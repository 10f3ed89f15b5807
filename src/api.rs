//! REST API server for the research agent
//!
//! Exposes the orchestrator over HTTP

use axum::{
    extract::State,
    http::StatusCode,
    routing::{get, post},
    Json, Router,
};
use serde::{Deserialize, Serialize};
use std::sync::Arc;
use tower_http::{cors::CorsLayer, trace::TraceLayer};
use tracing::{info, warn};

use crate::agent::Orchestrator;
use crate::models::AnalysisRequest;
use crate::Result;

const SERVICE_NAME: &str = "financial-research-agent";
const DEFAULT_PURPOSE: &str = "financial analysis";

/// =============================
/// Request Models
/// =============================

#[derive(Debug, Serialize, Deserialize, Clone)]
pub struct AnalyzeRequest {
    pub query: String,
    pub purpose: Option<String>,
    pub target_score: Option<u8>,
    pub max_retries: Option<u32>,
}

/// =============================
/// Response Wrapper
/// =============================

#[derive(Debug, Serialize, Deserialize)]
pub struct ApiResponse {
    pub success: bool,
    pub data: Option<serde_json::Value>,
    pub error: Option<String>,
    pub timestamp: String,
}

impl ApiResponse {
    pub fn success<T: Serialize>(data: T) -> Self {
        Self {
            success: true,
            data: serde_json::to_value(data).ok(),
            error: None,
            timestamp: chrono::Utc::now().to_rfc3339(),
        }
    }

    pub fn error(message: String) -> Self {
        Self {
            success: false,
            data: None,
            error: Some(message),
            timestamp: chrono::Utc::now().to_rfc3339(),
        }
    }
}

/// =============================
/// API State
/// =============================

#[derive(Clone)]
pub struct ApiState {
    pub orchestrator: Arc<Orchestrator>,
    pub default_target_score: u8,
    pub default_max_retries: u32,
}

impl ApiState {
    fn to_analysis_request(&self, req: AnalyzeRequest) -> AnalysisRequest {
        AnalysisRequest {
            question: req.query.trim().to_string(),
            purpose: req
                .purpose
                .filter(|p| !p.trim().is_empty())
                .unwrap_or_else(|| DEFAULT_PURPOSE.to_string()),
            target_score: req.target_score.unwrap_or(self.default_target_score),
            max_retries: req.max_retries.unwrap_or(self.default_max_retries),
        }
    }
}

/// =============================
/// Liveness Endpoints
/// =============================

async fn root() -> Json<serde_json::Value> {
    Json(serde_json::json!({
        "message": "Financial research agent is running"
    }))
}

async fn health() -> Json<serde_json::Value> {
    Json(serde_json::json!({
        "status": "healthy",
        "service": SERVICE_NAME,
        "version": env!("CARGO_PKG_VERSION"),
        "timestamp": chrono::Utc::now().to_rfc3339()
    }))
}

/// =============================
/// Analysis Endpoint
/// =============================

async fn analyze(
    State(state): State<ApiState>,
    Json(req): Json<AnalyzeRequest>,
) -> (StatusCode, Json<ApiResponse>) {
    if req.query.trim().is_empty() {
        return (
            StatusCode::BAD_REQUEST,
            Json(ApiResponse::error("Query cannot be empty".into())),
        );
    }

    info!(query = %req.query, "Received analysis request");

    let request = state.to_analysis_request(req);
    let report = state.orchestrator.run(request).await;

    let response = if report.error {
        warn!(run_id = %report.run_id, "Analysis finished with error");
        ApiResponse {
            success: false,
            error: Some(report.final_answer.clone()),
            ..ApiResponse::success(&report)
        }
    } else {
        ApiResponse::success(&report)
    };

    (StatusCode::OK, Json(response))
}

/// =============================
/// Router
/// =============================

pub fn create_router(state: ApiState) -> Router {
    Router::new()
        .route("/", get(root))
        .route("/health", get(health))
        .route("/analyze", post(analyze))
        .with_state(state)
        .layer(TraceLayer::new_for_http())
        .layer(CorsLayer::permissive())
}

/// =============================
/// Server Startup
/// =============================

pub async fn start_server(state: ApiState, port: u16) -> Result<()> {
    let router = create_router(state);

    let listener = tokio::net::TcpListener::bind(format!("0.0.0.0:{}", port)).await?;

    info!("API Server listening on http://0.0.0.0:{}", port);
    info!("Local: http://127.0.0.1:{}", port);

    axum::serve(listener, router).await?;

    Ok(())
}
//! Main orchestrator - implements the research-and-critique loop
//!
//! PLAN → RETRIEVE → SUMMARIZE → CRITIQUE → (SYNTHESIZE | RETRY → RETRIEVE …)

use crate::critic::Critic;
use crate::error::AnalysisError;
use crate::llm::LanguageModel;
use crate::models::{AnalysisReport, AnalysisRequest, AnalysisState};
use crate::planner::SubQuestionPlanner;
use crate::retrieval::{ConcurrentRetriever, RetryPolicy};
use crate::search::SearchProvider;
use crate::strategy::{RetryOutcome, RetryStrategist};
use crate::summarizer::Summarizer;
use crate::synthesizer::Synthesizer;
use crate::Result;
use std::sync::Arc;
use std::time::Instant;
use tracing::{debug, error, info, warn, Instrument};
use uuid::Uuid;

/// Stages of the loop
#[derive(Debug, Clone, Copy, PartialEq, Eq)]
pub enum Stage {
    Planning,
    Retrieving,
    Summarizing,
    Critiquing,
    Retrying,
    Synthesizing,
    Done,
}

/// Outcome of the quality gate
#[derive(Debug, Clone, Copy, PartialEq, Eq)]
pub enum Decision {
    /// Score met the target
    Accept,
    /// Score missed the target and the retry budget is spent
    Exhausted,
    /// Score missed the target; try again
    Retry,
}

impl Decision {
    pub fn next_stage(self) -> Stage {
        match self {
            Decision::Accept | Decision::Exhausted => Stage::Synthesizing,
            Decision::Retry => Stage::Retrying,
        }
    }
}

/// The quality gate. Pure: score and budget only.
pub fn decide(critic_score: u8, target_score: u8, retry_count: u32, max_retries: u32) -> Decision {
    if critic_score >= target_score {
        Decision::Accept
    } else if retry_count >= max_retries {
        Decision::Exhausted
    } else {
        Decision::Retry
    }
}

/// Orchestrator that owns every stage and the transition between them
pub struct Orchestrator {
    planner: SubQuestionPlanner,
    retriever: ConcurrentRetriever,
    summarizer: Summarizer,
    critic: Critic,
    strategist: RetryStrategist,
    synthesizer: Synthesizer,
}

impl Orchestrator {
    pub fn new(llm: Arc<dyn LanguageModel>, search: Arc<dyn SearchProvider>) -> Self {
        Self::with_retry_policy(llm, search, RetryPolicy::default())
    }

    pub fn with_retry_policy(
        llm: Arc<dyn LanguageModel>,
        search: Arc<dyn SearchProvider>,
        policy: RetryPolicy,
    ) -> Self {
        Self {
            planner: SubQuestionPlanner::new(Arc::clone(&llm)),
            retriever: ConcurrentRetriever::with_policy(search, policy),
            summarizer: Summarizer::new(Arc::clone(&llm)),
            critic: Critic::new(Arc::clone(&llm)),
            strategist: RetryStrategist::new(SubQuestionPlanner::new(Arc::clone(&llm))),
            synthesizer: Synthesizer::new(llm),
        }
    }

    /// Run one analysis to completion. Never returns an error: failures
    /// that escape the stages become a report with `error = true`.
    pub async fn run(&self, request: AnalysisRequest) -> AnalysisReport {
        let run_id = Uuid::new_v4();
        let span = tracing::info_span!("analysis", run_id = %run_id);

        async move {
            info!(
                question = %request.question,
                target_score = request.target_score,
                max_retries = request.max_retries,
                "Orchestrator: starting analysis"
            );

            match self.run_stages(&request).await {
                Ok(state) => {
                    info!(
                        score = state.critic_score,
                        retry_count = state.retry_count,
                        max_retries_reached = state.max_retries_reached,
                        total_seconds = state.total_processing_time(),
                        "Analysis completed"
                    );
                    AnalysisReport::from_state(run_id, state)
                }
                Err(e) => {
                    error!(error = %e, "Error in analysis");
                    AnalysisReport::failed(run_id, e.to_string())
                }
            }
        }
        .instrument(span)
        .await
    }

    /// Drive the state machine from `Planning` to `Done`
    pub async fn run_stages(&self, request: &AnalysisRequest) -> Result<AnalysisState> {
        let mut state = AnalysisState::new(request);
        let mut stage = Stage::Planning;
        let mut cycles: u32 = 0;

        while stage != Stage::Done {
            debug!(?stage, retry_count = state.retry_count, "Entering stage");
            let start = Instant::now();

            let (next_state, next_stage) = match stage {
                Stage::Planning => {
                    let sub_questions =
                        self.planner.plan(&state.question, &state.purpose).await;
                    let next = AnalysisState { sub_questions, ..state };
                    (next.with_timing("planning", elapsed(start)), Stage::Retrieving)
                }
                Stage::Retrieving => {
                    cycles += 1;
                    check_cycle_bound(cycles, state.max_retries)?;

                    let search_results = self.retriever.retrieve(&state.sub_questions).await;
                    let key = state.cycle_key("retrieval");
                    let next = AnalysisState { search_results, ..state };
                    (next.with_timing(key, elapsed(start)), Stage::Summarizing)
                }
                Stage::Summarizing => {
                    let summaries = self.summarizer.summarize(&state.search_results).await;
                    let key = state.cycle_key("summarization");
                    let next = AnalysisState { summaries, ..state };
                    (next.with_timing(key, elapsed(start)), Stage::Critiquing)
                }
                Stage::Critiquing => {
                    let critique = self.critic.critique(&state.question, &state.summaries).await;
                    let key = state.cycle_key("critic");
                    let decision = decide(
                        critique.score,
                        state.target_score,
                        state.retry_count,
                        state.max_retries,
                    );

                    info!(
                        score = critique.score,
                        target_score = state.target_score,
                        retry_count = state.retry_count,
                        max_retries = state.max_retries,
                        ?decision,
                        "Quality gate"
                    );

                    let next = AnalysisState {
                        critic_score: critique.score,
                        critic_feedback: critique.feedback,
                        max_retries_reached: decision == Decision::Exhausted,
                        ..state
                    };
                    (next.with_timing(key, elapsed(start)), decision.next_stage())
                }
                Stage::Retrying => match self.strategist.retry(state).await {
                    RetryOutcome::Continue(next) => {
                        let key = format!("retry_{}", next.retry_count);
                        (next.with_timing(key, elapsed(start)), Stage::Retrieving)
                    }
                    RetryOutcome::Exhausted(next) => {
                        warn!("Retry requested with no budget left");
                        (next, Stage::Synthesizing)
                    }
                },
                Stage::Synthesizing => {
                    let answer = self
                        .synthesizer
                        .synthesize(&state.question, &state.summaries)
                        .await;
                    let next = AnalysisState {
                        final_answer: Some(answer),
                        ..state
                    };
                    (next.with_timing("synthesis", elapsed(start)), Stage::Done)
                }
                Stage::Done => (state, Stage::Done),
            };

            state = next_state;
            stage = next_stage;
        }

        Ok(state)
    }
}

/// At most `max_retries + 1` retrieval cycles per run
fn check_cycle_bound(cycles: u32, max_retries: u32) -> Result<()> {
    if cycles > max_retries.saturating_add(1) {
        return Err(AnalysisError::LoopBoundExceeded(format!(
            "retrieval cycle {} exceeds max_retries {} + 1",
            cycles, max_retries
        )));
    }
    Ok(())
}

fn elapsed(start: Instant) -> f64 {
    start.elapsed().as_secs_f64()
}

» **WHAT NEEDS TO BE DONE**:
All lines from the beginning of the material above through the one with "pub struct ApiState" need to be returned exactly; please return those and only those.

» **EXERCISE SOLUTION**:
repository 10f3ed89f15b5807
filename src/api.rs
//! REST API server for the research agent
//!
//! Exposes the orchestrator over HTTP

use axum::{
    extract::State,
    http::StatusCode,
    routing::{get, post},
    Json, Router,
};
use serde::{Deserialize, Serialize};
use std::sync::Arc;
use tower_http::{cors::CorsLayer, trace::TraceLayer};
use tracing::{info, warn};

use crate::agent::Orchestrator;
use crate::models::AnalysisRequest;
use crate::Result;

const SERVICE_NAME: &str = "financial-research-agent";
const DEFAULT_PURPOSE: &str = "financial analysis";

/// =============================
/// Request Models
/// =============================

#[derive(Debug, Serialize, Deserialize, Clone)]
pub struct AnalyzeRequest {
    pub query: String,
    pub purpose: Option<String>,
    pub target_score: Option<u8>,
    pub max_retries: Option<u32>,
}

/// =============================
/// Response Wrapper
/// =============================

#[derive(Debug, Serialize, Deserialize)]
pub struct ApiResponse {
    pub success: bool,
    pub data: Option<serde_json::Value>,
    pub error: Option<String>,
    pub timestamp: String,
}

impl ApiResponse {
    pub fn success<T: Serialize>(data: T) -> Self {
        Self {
            success: true,
            data: serde_json::to_value(data).ok(),
            error: None,
            timestamp: chrono::Utc::now().to_rfc3339(),
        }
    }

    pub fn error(message: String) -> Self {
        Self {
            success: false,
            data: None,
            error: Some(message),
            timestamp: chrono::Utc::now().to_rfc3339(),
        }
    }
}

/// =============================
/// API State
/// =============================

#[derive(Clone)]
pub struct ApiState {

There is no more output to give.